Türkiye’nin önde gelen ceza hukukçularından olan Prof. Dr. İzzet Özgenç’in 6-9 Eylül 2017 tarihleri arasında şahsi Twitter hesabından(https://twitter.com/izzetoezgenc) Bylock hakkında yaptığı şu paylaşımlar büyük önem taşımaktadır:“Her bir kullanıcının Bylock’u hangi tarih itibarıyla kapalı devre iletişim aracı olarak kullandığının tespit edilmesi gerekmektedir. Bu tespitin de ancak Litvanya’daki yer sağlayıcının veri tabanındaki bilgiler itibarıyla mümkün olması gerekir. Buna karşılık, Türkiye’deki erişim veya servis sağlayıcılardan temin edilen trafik bilgilerinden bu tespitin yapılmasının mümkün olmaması gerekir. Litvanya’daki yer sağlayıcının veri tabanında mevcut olan veriler dikkate alınmadan, Bylock kullandığı iddiasıyla hakkında soruşturma ve kovuşturma yapılan kişilerle ilgili olarak adil bir kararın verilmesi mümkün gözükmemektedir”

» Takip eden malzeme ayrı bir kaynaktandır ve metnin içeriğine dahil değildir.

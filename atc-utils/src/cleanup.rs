use poise::serenity_prelude as serenity;
use tracing::{error, warn};

use crate::time::now_unix_secs;

const BULK_DELETE_MAX_AGE_SECS: u64 = 14 * 24 * 60 * 60;
const BULK_DELETE_SAFETY_BUFFER_SECS: u64 = 60 * 60;
const HISTORY_PAGE_SIZE: u8 = 100;
const BULK_DELETE_CHUNK: usize = 100;

/// Oldest unix timestamp still eligible for the bulk-delete endpoint.
pub fn bulk_delete_cutoff(now_secs: u64) -> i64 {
    now_secs.saturating_sub(BULK_DELETE_MAX_AGE_SECS.saturating_sub(BULK_DELETE_SAFETY_BUFFER_SECS))
        as i64
}

/// Split `(id, created_at)` pairs into bulk-deletable and single-delete ids.
pub fn partition_by_age<T: Copy>(messages: &[(T, i64)], cutoff: i64) -> (Vec<T>, Vec<T>) {
    let mut bulk = Vec::new();
    let mut single = Vec::new();

    for (id, created_at) in messages {
        if *created_at >= cutoff {
            bulk.push(*id);
        } else {
            single.push(*id);
        }
    }

    (bulk, single)
}

/// Delete the newest `limit` messages of a channel, returning how many were removed.
///
/// Recent messages go through the bulk endpoint in chunks; anything older than
/// the bulk window, or a chunk of one, is deleted individually.
pub async fn purge_recent_messages(
    http: &serenity::Http,
    channel_id: serenity::ChannelId,
    limit: u64,
) -> anyhow::Result<u64> {
    let mut collected: Vec<(serenity::MessageId, i64)> = Vec::new();
    let mut before: Option<serenity::MessageId> = None;

    while (collected.len() as u64) < limit {
        let remaining = limit - collected.len() as u64;
        let page_size = remaining.min(u64::from(HISTORY_PAGE_SIZE)) as u8;

        let get_messages = match before {
            Some(before_id) => serenity::GetMessages::new().before(before_id).limit(page_size),
            None => serenity::GetMessages::new().limit(page_size),
        };

        let messages = channel_id.messages(http, get_messages).await?;
        if messages.is_empty() {
            break;
        }

        before = messages.last().map(|message| message.id);
        let page_len = messages.len();
        collected.extend(
            messages
                .into_iter()
                .map(|message| (message.id, message.timestamp.unix_timestamp())),
        );

        if page_len < usize::from(page_size) {
            break;
        }
    }

    if collected.is_empty() {
        return Ok(0);
    }

    let (bulk_candidate_ids, mut single_delete_ids) =
        partition_by_age(&collected, bulk_delete_cutoff(now_unix_secs()));

    let mut deleted_count = 0_u64;
    let mut last_error: Option<serenity::Error> = None;

    for chunk in bulk_candidate_ids.chunks(BULK_DELETE_CHUNK) {
        if chunk.len() < 2 {
            single_delete_ids.extend_from_slice(chunk);
            continue;
        }

        match channel_id.delete_messages(http, chunk.to_vec()).await {
            Ok(()) => {
                deleted_count = deleted_count.saturating_add(chunk.len() as u64);
            }
            Err(source) => {
                error!(
                    ?source,
                    channel_id = channel_id.get(),
                    count = chunk.len(),
                    "bulk delete failed, falling back to single delete"
                );
                single_delete_ids.extend_from_slice(chunk);
            }
        }
    }

    for message_id in single_delete_ids {
        match channel_id.delete_message(http, message_id).await {
            Ok(()) => deleted_count = deleted_count.saturating_add(1),
            Err(source) => {
                warn!(?source, message_id = message_id.get(), "single delete failed");
                last_error = Some(source);
            }
        }
    }

    match last_error {
        Some(source) if deleted_count == 0 => Err(source.into()),
        _ => Ok(deleted_count),
    }
}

Tüm bu nedenlerden dolayı ivedilikle konunun uzmanı network ve yazılım mühendisi akademisyenlerden oluşan bir bilirkişi kurulu oluşturulmalı ve konuyla ilgili tüm veriler bu kişilere sağlanmalıdır. Mağdurlar ordusu çırpınıyor, kahroluyor, tahammüllerinin son noktasına gelmiş durumdalar.